### DATA

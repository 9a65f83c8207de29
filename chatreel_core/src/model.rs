//! Chat Data Model
//! ================
//!
//! Scenarios, scripted messages and their typed content payloads.
//!
//! Content is a tagged variant so that a message can never declare one kind
//! and carry another kind's payload. In JSON it reads as:
//!
//! ```json
//! { "id": 6, "sender": "system", "message": "Pick one",
//!   "content": { "kind": "options", "payload": [ { "id": "income", "label": "Income" } ] } }
//! ```

use serde::{Deserialize, Serialize};

/// Message identifier, unique within its scenario.
pub type MessageId = u32;

/// Scenario identifier, unique within a catalog.
pub type ScenarioId = u32;

// =============================================================================
// SENDER / CONTENT KIND
// =============================================================================

/// Who "speaks" a scripted turn.
#[derive(Debug, Clone, Copy, PartialEq, Eq, Hash, Serialize, Deserialize)]
#[serde(rename_all = "lowercase")]
pub enum Sender {
    /// The customer. Animated with a typing effect.
    User,
    /// The insurance assistant. Preceded by a loading indicator.
    Bot,
    /// UI-native prompts (option pickers, notices). Appear almost instantly.
    #[serde(alias = "auxiliary")]
    System,
}

impl Sender {
    /// Label used in the explanation panel.
    pub fn label(&self) -> &'static str {
        match self {
            Sender::User => "Customer",
            Sender::Bot => "Bot",
            Sender::System => "System",
        }
    }
}

/// Discriminant of [`Content`], used for feature gating.
#[derive(Debug, Clone, Copy, PartialEq, Eq, PartialOrd, Ord, Hash, Serialize, Deserialize)]
#[serde(rename_all = "snake_case")]
pub enum ContentKind {
    Text,
    Options,
    Table,
    Image,
}

impl ContentKind {
    /// All content kinds, in declaration order.
    pub fn all() -> [ContentKind; 4] {
        [ContentKind::Text, ContentKind::Options, ContentKind::Table, ContentKind::Image]
    }
}

// =============================================================================
// PAYLOADS
// =============================================================================

/// One entry of a single-choice option list.
#[derive(Debug, Clone, PartialEq, Eq, Serialize, Deserialize)]
pub struct OptionItem {
    pub id: String,
    pub label: String,
    #[serde(default)]
    pub selected: bool,
}

impl OptionItem {
    pub fn new(id: impl Into<String>, label: impl Into<String>) -> Self {
        Self {
            id: id.into(),
            label: label.into(),
            selected: false,
        }
    }
}

/// One table row. `highlight` changes styling only; it is never a cell.
#[derive(Debug, Clone, PartialEq, Eq, Serialize, Deserialize)]
pub struct TableRow {
    pub cells: Vec<String>,
    #[serde(default)]
    pub highlight: bool,
}

impl TableRow {
    pub fn new<S: Into<String>>(cells: impl IntoIterator<Item = S>) -> Self {
        Self {
            cells: cells.into_iter().map(Into::into).collect(),
            highlight: false,
        }
    }

    /// Marks this row as highlighted.
    pub fn highlighted(mut self) -> Self {
        self.highlight = true;
        self
    }
}

/// Tabular payload: header cells plus rows.
#[derive(Debug, Clone, PartialEq, Eq, Serialize, Deserialize)]
pub struct TableData {
    pub headers: Vec<String>,
    pub rows: Vec<TableRow>,
}

/// Structured content of a message, tagged by kind.
#[derive(Debug, Clone, PartialEq, Eq, Default, Serialize, Deserialize)]
#[serde(tag = "kind", content = "payload", rename_all = "snake_case")]
pub enum Content {
    /// Plain bubble; the body text is the whole message.
    #[default]
    Text,
    /// Single-choice option list.
    Options(Vec<OptionItem>),
    /// Data table.
    Table(TableData),
    /// Image reference.
    Image { uri: String },
}

impl Content {
    /// Builds an option list from `(id, label)` pairs, nothing selected.
    pub fn options<'a>(items: impl IntoIterator<Item = (&'a str, &'a str)>) -> Self {
        Content::Options(items.into_iter().map(|(id, label)| OptionItem::new(id, label)).collect())
    }

    /// Builds a table from headers and rows.
    pub fn table<S: Into<String>>(headers: impl IntoIterator<Item = S>, rows: Vec<TableRow>) -> Self {
        Content::Table(TableData {
            headers: headers.into_iter().map(Into::into).collect(),
            rows,
        })
    }

    /// Builds an image reference.
    pub fn image(uri: impl Into<String>) -> Self {
        Content::Image { uri: uri.into() }
    }

    pub fn kind(&self) -> ContentKind {
        match self {
            Content::Text => ContentKind::Text,
            Content::Options(_) => ContentKind::Options,
            Content::Table(_) => ContentKind::Table,
            Content::Image { .. } => ContentKind::Image,
        }
    }

    fn is_text(&self) -> bool {
        matches!(self, Content::Text)
    }
}

/// Authored instruction: when the owning message is revealed, mark `option`
/// selected on the earlier option-list message `target`.
#[derive(Debug, Clone, PartialEq, Eq, Serialize, Deserialize)]
pub struct SelectionEvent {
    pub target: MessageId,
    pub option: String,
}

// =============================================================================
// MESSAGE
// =============================================================================

/// One scripted turn.
#[derive(Debug, Clone, PartialEq, Eq, Serialize, Deserialize)]
pub struct Message {
    pub id: MessageId,
    pub sender: Sender,
    #[serde(rename = "message")]
    pub body: String,
    #[serde(default, skip_serializing_if = "Option::is_none")]
    pub explanation: Option<String>,
    #[serde(default, skip_serializing_if = "Content::is_text")]
    pub content: Content,
    #[serde(default, skip_serializing_if = "Option::is_none")]
    pub selection: Option<SelectionEvent>,
}

impl Message {
    pub fn new(id: MessageId, sender: Sender, body: impl Into<String>) -> Self {
        Self {
            id,
            sender,
            body: body.into(),
            explanation: None,
            content: Content::Text,
            selection: None,
        }
    }

    pub fn bot(id: MessageId, body: impl Into<String>) -> Self {
        Self::new(id, Sender::Bot, body)
    }

    pub fn user(id: MessageId, body: impl Into<String>) -> Self {
        Self::new(id, Sender::User, body)
    }

    pub fn system(id: MessageId, body: impl Into<String>) -> Self {
        Self::new(id, Sender::System, body)
    }

    /// Attaches the side-panel explanation.
    pub fn explain(mut self, explanation: impl Into<String>) -> Self {
        self.explanation = Some(explanation.into());
        self
    }

    pub fn with_content(mut self, content: Content) -> Self {
        self.content = content;
        self
    }

    /// Attaches a selection event targeting an earlier option list.
    pub fn selects(mut self, target: MessageId, option: impl Into<String>) -> Self {
        self.selection = Some(SelectionEvent {
            target,
            option: option.into(),
        });
        self
    }

    pub fn kind(&self) -> ContentKind {
        self.content.kind()
    }

    /// Options of an option-list message, `None` for any other kind.
    pub fn options(&self) -> Option<&[OptionItem]> {
        match &self.content {
            Content::Options(items) => Some(items),
            _ => None,
        }
    }

    /// Id of the currently selected option, if any.
    pub fn selected_option(&self) -> Option<&str> {
        self.options()?
            .iter()
            .find(|o| o.selected)
            .map(|o| o.id.as_str())
    }

    /// Selects `option_id` exclusively.
    ///
    /// Returns false (and changes nothing) if this is not an option list or
    /// the id is not declared on it.
    pub fn select_option(&mut self, option_id: &str) -> bool {
        let Content::Options(items) = &mut self.content else {
            return false;
        };
        if !items.iter().any(|o| o.id == option_id) {
            return false;
        }
        for item in items.iter_mut() {
            item.selected = item.id == option_id;
        }
        true
    }

    /// Flips `option_id` and clears its siblings.
    ///
    /// Toggling the selected option leaves nothing selected. Same no-op rules
    /// as [`Message::select_option`].
    pub fn toggle_option(&mut self, option_id: &str) -> bool {
        let Content::Options(items) = &mut self.content else {
            return false;
        };
        let Some(was_selected) = items.iter().find(|o| o.id == option_id).map(|o| o.selected) else {
            return false;
        };
        for item in items.iter_mut() {
            item.selected = item.id == option_id && !was_selected;
        }
        true
    }
}

// =============================================================================
// SCENARIO
// =============================================================================

/// A named, ordered chat script.
#[derive(Debug, Clone, PartialEq, Eq, Serialize, Deserialize)]
pub struct Scenario {
    pub id: ScenarioId,
    pub title: String,
    pub description: String,
    pub script: Vec<Message>,
}

impl Scenario {
    pub fn new(id: ScenarioId, title: impl Into<String>, description: impl Into<String>) -> Self {
        Self {
            id,
            title: title.into(),
            description: description.into(),
            script: Vec::new(),
        }
    }

    pub fn with_script(mut self, script: Vec<Message>) -> Self {
        self.script = script;
        self
    }

    pub fn len(&self) -> usize {
        self.script.len()
    }

    pub fn is_empty(&self) -> bool {
        self.script.is_empty()
    }

    pub fn message(&self, id: MessageId) -> Option<&Message> {
        self.script.iter().find(|m| m.id == id)
    }

    /// True if any message uses the given content kind.
    pub fn uses(&self, kind: ContentKind) -> bool {
        self.script.iter().any(|m| m.kind() == kind)
    }
}

#[cfg(test)]
mod tests {
    use super::*;

    fn picker() -> Message {
        Message::system(1, "Pick a plan").with_content(Content::options([
            ("term", "Term life"),
            ("whole", "Whole life"),
            ("none", "Not sure"),
        ]))
    }

    fn selected_count(msg: &Message) -> usize {
        msg.options().unwrap().iter().filter(|o| o.selected).count()
    }

    #[test]
    fn test_select_option_is_exclusive() {
        let mut msg = picker();
        assert!(msg.select_option("term"));
        assert!(msg.select_option("whole"));
        assert_eq!(msg.selected_option(), Some("whole"));
        assert_eq!(selected_count(&msg), 1);
    }

    #[test]
    fn test_toggle_selected_option_clears_it() {
        let mut msg = picker();
        assert!(msg.toggle_option("none"));
        assert_eq!(msg.selected_option(), Some("none"));
        assert!(msg.toggle_option("none"));
        assert_eq!(msg.selected_option(), None);
        assert_eq!(selected_count(&msg), 0);
    }

    #[test]
    fn test_unknown_option_is_noop() {
        let mut msg = picker();
        msg.select_option("term");
        assert!(!msg.select_option("bogus"));
        assert!(!msg.toggle_option("bogus"));
        assert_eq!(msg.selected_option(), Some("term"));

        let mut text = Message::bot(2, "hello");
        assert!(!text.select_option("term"));
        assert_eq!(text.selected_option(), None);
    }

    #[test]
    fn test_message_json_shape() {
        let json = r#"{
            "id": 3,
            "sender": "auxiliary",
            "message": "Pick one",
            "content": { "kind": "options", "payload": [ { "id": "a", "label": "A" } ] }
        }"#;
        let msg: Message = serde_json::from_str(json).unwrap();
        assert_eq!(msg.sender, Sender::System);
        assert_eq!(msg.kind(), ContentKind::Options);
        assert!(msg.explanation.is_none());

        let plain: Message = serde_json::from_str(r#"{"id":1,"sender":"bot","message":"hi"}"#).unwrap();
        assert_eq!(plain.content, Content::Text);
        let out = serde_json::to_value(&plain).unwrap();
        assert!(out.get("content").is_none());
    }

    #[test]
    fn test_table_row_highlight_flag() {
        let row = TableRow::new(["Total", "$4,150"]).highlighted();
        assert!(row.highlight);
        assert_eq!(row.cells, vec!["Total".to_string(), "$4,150".to_string()]);
    }
}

### WHAT THIS TASK INVOLVES
Print only the lines that run from the start of the listing to the line bearing "a single-choice option list."; please keep the first line and that last one, exactly as they appear.

### RESULT FOR THIS TASK
repository 9a65f83c8207de29
filename chatreel_core/src/model.rs
//! Chat Data Model
//! ================
//!
//! Scenarios, scripted messages and their typed content payloads.
//!
//! Content is a tagged variant so that a message can never declare one kind
//! and carry another kind's payload. In JSON it reads as:
//!
//! ```json
//! { "id": 6, "sender": "system", "message": "Pick one",
//!   "content": { "kind": "options", "payload": [ { "id": "income", "label": "Income" } ] } }
//! ```

use serde::{Deserialize, Serialize};

/// Message identifier, unique within its scenario.
pub type MessageId = u32;

/// Scenario identifier, unique within a catalog.
pub type ScenarioId = u32;

// =============================================================================
// SENDER / CONTENT KIND
// =============================================================================

/// Who "speaks" a scripted turn.
#[derive(Debug, Clone, Copy, PartialEq, Eq, Hash, Serialize, Deserialize)]
#[serde(rename_all = "lowercase")]
pub enum Sender {
    /// The customer. Animated with a typing effect.
    User,
    /// The insurance assistant. Preceded by a loading indicator.
    Bot,
    /// UI-native prompts (option pickers, notices). Appear almost instantly.
    #[serde(alias = "auxiliary")]
    System,
}

impl Sender {
    /// Label used in the explanation panel.
    pub fn label(&self) -> &'static str {
        match self {
            Sender::User => "Customer",
            Sender::Bot => "Bot",
            Sender::System => "System",
        }
    }
}

/// Discriminant of [`Content`], used for feature gating.
#[derive(Debug, Clone, Copy, PartialEq, Eq, PartialOrd, Ord, Hash, Serialize, Deserialize)]
#[serde(rename_all = "snake_case")]
pub enum ContentKind {
    Text,
    Options,
    Table,
    Image,
}

impl ContentKind {
    /// All content kinds, in declaration order.
    pub fn all() -> [ContentKind; 4] {
        [ContentKind::Text, ContentKind::Options, ContentKind::Table, ContentKind::Image]
    }
}

// =============================================================================
// PAYLOADS
// =============================================================================

/// One entry of a single-choice option list.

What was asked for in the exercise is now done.